I am looking at two procedures to import two txt files in SAS. The first file is fixed width. The second txt file is delimited file. The SAS code attached below:
DATA filename;
INFILE "filelocation";
INPUT
VAR1 $1-11
VAR2 $13-16
@18 VAR3 MMDDYY10.
VAR4 $29-53;
INFORMAT VAR1 $11.;
INFORMAT VAR2 $4.;
INFORMAT VAR3 MMDDYY10.;
INFORMAT VAR4 $25.;
FORMAT VAR1 $11.;
FORMAT VAR2 $4.;
FORMAT VAR3 MMDDYY10.;
FORMAT VAR4 $25.;
;
RUN;
DATA filename;
INFILE "filelocation" DELIMITER="|" MISSOVER
DSD LRECL=32767;
INFORMAT VAR1 $11.;
INFORMAT VAR2 $4.;
INFORMAT VAR3 MMDDYY10.;
INFORMAT VAR4 $25.;
FORMAT VAR1 $11.;
FORMAT VAR2 $4.;
FORMAT VAR3 MMDDYY10.;
FORMAT VAR4 $25.;
INPUT
VAR1 $
VAR2 $
VAR3
VAR4 $
;
RUN;
My questions are:
1. Why does the "INPUT" locate in the beginning of the code in the first procedure, but in the last in the second procedure? Does the order of "INPUT" matters?

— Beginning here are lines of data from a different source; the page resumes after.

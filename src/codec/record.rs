use std::collections::{BTreeMap, HashMap};
use std::net::{IpAddr, Ipv4Addr, Ipv6Addr};

use super::bitmap::Bitmap;
use super::name::{parse_name, write_name};
use super::{
    CLASS_IN, CLASS_TOP_BIT, TYPE_A, TYPE_AAAA, TYPE_NSEC, TYPE_PTR, TYPE_SRV, TYPE_TXT,
    WireError, read_bytes, read_u8, read_u16, read_u32,
};

/// Typed RDATA payload of a resource record.
///
/// Record types outside the mDNS set are kept with their raw bytes so
/// they survive a round trip; the engine itself never interprets them.
#[derive(Debug, Clone, PartialEq, Eq)]
pub enum RecordData {
    A(Ipv4Addr),
    Aaaa(Ipv6Addr),
    Ptr {
        target: Vec<u8>,
    },
    Srv {
        priority: u16,
        weight: u16,
        port: u16,
        target: Vec<u8>,
    },
    Txt {
        attributes: BTreeMap<Vec<u8>, Vec<u8>>,
    },
    Nsec {
        next_domain: Vec<u8>,
        bitmap: Bitmap,
    },
    Other {
        rtype: u16,
        rdata: Vec<u8>,
    },
}

impl RecordData {
    pub fn rtype(&self) -> u16 {
        match self {
            RecordData::A(_) => TYPE_A,
            RecordData::Aaaa(_) => TYPE_AAAA,
            RecordData::Ptr { .. } => TYPE_PTR,
            RecordData::Srv { .. } => TYPE_SRV,
            RecordData::Txt { .. } => TYPE_TXT,
            RecordData::Nsec { .. } => TYPE_NSEC,
            RecordData::Other { rtype, .. } => *rtype,
        }
    }
}

/// A single resource record.
///
/// Equality is record identity: name, type and payload. TTL and the
/// cache-flush flag are deliberately excluded so a re-announced record
/// with a fresh TTL replaces its predecessor in the cache.
#[derive(Debug, Clone, Eq)]
pub struct Record {
    /// Fully-qualified, dot-terminated name, byte-exact.
    pub name: Vec<u8>,
    pub ttl: u32,
    pub flush_cache: bool,
    pub data: RecordData,
}

impl Record {
    pub fn new(name: impl Into<Vec<u8>>, ttl: u32, data: RecordData) -> Self {
        Record {
            name: name.into(),
            ttl,
            flush_cache: false,
            data,
        }
    }

    pub fn rtype(&self) -> u16 {
        self.data.rtype()
    }

    /// Identity comparison: (name, type, rdata), TTL excluded.
    pub fn matches(&self, other: &Record) -> bool {
        self.name == other.name && self.data == other.data
    }

    /// The address of an A or AAAA record.
    pub fn address(&self) -> Option<IpAddr> {
        match &self.data {
            RecordData::A(addr) => Some(IpAddr::V4(*addr)),
            RecordData::Aaaa(addr) => Some(IpAddr::V6(*addr)),
            _ => None,
        }
    }

    /// The target name of a PTR or SRV record.
    pub fn target(&self) -> Option<&[u8]> {
        match &self.data {
            RecordData::Ptr { target } => Some(target),
            RecordData::Srv { target, .. } => Some(target),
            _ => None,
        }
    }

    pub(crate) fn parse(packet: &[u8], offset: &mut usize) -> Result<Self, WireError> {
        let name = parse_name(packet, offset)?;
        let rtype = read_u16(packet, offset)?;
        let class = read_u16(packet, offset)?;
        let ttl = read_u32(packet, offset)?;
        let data_len = read_u16(packet, offset)? as usize;

        let data = match rtype {
            TYPE_A => {
                let raw = read_u32(packet, offset)?;
                RecordData::A(Ipv4Addr::from(raw))
            }
            TYPE_AAAA => {
                let raw = read_bytes(packet, offset, 16)?;
                let mut octets = [0u8; 16];
                octets.copy_from_slice(raw);
                RecordData::Aaaa(Ipv6Addr::from(octets))
            }
            TYPE_NSEC => {
                let next_domain = parse_name(packet, offset)?;
                let number = read_u8(packet, offset)?;
                if number != 0 {
                    return Err(WireError::BadNsecWindow(number));
                }
                let length = read_u8(packet, offset)?;
                if length > 32 {
                    return Err(WireError::BitmapTooLong);
                }
                let raw = read_bytes(packet, offset, length as usize)?;
                let mut bitmap = Bitmap::new();
                bitmap.set_data(raw);
                RecordData::Nsec {
                    next_domain,
                    bitmap,
                }
            }
            TYPE_PTR => {
                let target = parse_name(packet, offset)?;
                RecordData::Ptr { target }
            }
            TYPE_SRV => {
                let priority = read_u16(packet, offset)?;
                let weight = read_u16(packet, offset)?;
                let port = read_u16(packet, offset)?;
                let target = parse_name(packet, offset)?;
                RecordData::Srv {
                    priority,
                    weight,
                    port,
                    target,
                }
            }
            TYPE_TXT => {
                let mut attributes = BTreeMap::new();
                let start = *offset;
                while *offset < start + data_len {
                    let n_bytes = read_u8(packet, offset)? as usize;
                    if n_bytes == 0 {
                        // the placeholder an attribute-less TXT carries
                        continue;
                    }
                    let attr = read_bytes(packet, offset, n_bytes)?;
                    let split = attr
                        .iter()
                        .position(|&b| b == b'=')
                        .ok_or(WireError::MalformedTxt)?;
                    attributes.insert(attr[..split].to_vec(), attr[split + 1..].to_vec());
                }
                RecordData::Txt { attributes }
            }
            _ => {
                let rdata = read_bytes(packet, offset, data_len)?.to_vec();
                RecordData::Other { rtype, rdata }
            }
        };

        Ok(Record {
            name,
            ttl,
            flush_cache: class & CLASS_TOP_BIT != 0,
            data,
        })
    }

    pub(crate) fn write(
        &self,
        packet: &mut Vec<u8>,
        name_map: &mut HashMap<Vec<u8>, u16>,
    ) -> Result<(), WireError> {
        write_name(packet, &self.name, name_map)?;
        packet.extend_from_slice(&self.rtype().to_be_bytes());
        let class = if self.flush_cache {
            CLASS_IN | CLASS_TOP_BIT
        } else {
            CLASS_IN
        };
        packet.extend_from_slice(&class.to_be_bytes());
        packet.extend_from_slice(&self.ttl.to_be_bytes());

        // RDATA length is backpatched once the payload is written, so
        // names inside the payload can use real packet offsets for
        // compression.
        let len_at = packet.len();
        packet.extend_from_slice(&[0, 0]);

        match &self.data {
            RecordData::A(addr) => packet.extend_from_slice(&addr.octets()),
            RecordData::Aaaa(addr) => packet.extend_from_slice(&addr.octets()),
            RecordData::Ptr { target } => write_name(packet, target, name_map)?,
            RecordData::Srv {
                priority,
                weight,
                port,
                target,
            } => {
                packet.extend_from_slice(&priority.to_be_bytes());
                packet.extend_from_slice(&weight.to_be_bytes());
                packet.extend_from_slice(&port.to_be_bytes());
                write_name(packet, target, name_map)?;
            }
            RecordData::Txt { attributes } => {
                if attributes.is_empty() {
                    // TXT records must carry at least one string
                    packet.push(0);
                }
                for (key, value) in attributes {
                    let entry_len = key.len() + 1 + value.len();
                    if entry_len > 255 {
                        return Err(WireError::TxtTooLong);
                    }
                    packet.push(entry_len as u8);
                    packet.extend_from_slice(key);
                    packet.push(b'=');
                    packet.extend_from_slice(value);
                }
            }
            RecordData::Nsec {
                next_domain,
                bitmap,
            } => {
                write_name(packet, next_domain, name_map)?;
                packet.push(0);
                packet.push(bitmap.length());
                packet.extend_from_slice(bitmap.data());
            }
            RecordData::Other { rdata, .. } => packet.extend_from_slice(rdata),
        }

        let data_len = (packet.len() - len_at - 2) as u16;
        packet[len_at..len_at + 2].copy_from_slice(&data_len.to_be_bytes());
        Ok(())
    }
}

impl PartialEq for Record {
    fn eq(&self, other: &Self) -> bool {
        self.matches(other)
    }
}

In the first procedure, there is a "@18" in front of VAR3, which VAR3 is a variable represents date, and it determines the VAR3 starts from the position 18th. Can all of the variables use this expression?
ex.
@1 VAR1 $
@13 VAR2 $
@18 VAR3 MMDDYY10.
@29 VAR4 $;
In the procedure2,
INPUT
VAR1 $
VAR2 $
VAR3
VAR4 $
why doesn't the variable have any number after the "$" sign to determine the length of the variable?
Thank you!
The main difference you are talking about is the difference between data that is stored in FIXED column locations and data that is DELIMITED. Since your first example uses data with fixed column locations you can use column ranges (1-11
) to read the data. With delimited data you cannot specify fixed columns (or even fixed lengths to read) since you do not know how many characters there are between the delimiters. Instead you must use list mode input and SAS will read the value up to the next delimiter.
Let's tackle the detailed questions.
The important thing to understand about the order of statements when building a dataset is the impact that the order might have on the result. SAS will try to determine the definition of variables you are using as soon as it can. So if you place a FORMAT
statement before your INPUT
statement it can impact both the type of variable that SAS creates and the order that they are created in the data step.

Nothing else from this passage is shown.